Available data -
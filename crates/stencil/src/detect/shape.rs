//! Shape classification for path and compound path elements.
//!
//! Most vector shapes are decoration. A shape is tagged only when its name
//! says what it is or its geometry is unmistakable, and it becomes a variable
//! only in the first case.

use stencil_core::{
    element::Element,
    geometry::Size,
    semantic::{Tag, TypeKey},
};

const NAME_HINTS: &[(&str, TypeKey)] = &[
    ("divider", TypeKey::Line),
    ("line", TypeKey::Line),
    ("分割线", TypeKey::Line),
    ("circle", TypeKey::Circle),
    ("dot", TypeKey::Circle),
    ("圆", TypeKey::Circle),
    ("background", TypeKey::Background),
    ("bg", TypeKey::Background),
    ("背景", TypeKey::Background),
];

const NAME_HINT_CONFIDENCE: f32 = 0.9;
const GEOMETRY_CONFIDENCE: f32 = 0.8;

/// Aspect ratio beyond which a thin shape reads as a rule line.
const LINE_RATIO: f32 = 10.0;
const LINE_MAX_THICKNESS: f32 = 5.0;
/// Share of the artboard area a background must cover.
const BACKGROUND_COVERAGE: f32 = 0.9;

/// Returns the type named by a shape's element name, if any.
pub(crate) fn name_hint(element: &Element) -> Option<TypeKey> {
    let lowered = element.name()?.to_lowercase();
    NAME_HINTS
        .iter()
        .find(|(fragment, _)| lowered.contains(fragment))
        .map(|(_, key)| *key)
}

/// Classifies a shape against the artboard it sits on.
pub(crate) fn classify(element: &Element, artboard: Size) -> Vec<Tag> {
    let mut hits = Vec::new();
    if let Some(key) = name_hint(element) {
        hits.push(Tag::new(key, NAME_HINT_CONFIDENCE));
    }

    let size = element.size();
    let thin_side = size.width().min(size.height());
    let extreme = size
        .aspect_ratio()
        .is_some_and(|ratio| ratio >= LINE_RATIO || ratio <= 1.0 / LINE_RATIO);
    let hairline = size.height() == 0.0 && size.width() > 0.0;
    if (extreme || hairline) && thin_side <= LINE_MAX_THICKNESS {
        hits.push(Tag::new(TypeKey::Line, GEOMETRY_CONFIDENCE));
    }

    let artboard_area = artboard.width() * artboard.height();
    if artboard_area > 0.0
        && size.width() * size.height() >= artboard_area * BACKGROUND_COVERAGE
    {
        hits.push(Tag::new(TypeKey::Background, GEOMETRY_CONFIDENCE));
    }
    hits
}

Action item -
The expected output is a verbatim retyping of each line from the one with "artboard_area * BACKGROUND_COVERAGE" to the end of the listing above, with both end lines kept and nothing added.

Response to the task -
        && size.width() * size.height() >= artboard_area * BACKGROUND_COVERAGE
    {
        hits.push(Tag::new(TypeKey::Background, GEOMETRY_CONFIDENCE));
    }
    hits
}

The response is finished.